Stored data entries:

══════════

//! Standard GVD modes and command registration.

use std::sync::Arc;

use gvd_platform::{ConsoleLog, ShellService, SystemService, TimeService};
use gvd_types::config::CliConfig;
use gvd_types::error::Result;

use crate::cli::{Cli, CliBuilder};
use crate::mode::{ModeDef, ModeId, ModeTable};

pub const EXEC: ModeId = ModeId::new("exec");
pub const SHELL: ModeId = ModeId::new("shell");
pub const CONFIG: ModeId = ModeId::new("config");
pub const CONFIG_GVD: ModeId = ModeId::new("config-gvd");

/// The four standard modes: Exec at the top, Shell and Configure below it,
/// and Configure GVD below Configure.
pub fn standard_modes() -> Result<ModeTable> {
    ModeTable::new(vec![
        ModeDef::apex(EXEC, "Exec"),
        ModeDef::child(SHELL, EXEC, "shell", "Shell"),
        ModeDef::child(CONFIG, EXEC, "config", "Configure").configurable(),
        ModeDef::child(CONFIG_GVD, CONFIG, "gvd", "Configure GVD").configurable(),
    ])
}

/// Host services the standard commands call into.
#[derive(Clone)]
pub struct Services {
    pub system: Arc<dyn SystemService>,
    pub time: Arc<dyn TimeService>,
    pub shell: Arc<dyn ShellService>,
    pub console: Arc<dyn ConsoleLog>,
}

/// Register every standard command fragment into `builder`.
pub fn register_builtins(builder: &mut CliBuilder, services: &Services) -> Result<()> {
    crate::system_commands::register(builder, services)?;
    crate::logfile_commands::register(builder, services)?;
    crate::gvd_commands::register(builder)?;
    Ok(())
}

/// Build the standard CLI: modes, commands, and the platform host name.
pub fn standard_cli(config: CliConfig, services: &Services) -> Result<Cli> {
    let mut builder = CliBuilder::new(standard_modes()?, config);
    match services.system.hostname() {
        Ok(name) => builder = builder.hostname(name),
        Err(e) => log::warn!("host name unavailable: {e}"),
    }
    register_builtins(&mut builder, services)?;
    Ok(builder.build())
}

══════════

■ Work order: What you write must be the entries restated word for word, from the opening line through the one holding "pub const CONFIG_GVD: ModeId", with nothing else.

■ Finished task:
//! Standard GVD modes and command registration.

use std::sync::Arc;

use gvd_platform::{ConsoleLog, ShellService, SystemService, TimeService};
use gvd_types::config::CliConfig;
use gvd_types::error::Result;

use crate::cli::{Cli, CliBuilder};
use crate::mode::{ModeDef, ModeId, ModeTable};

pub const EXEC: ModeId = ModeId::new("exec");
pub const SHELL: ModeId = ModeId::new("shell");
pub const CONFIG: ModeId = ModeId::new("config");
pub const CONFIG_GVD: ModeId = ModeId::new("config-gvd");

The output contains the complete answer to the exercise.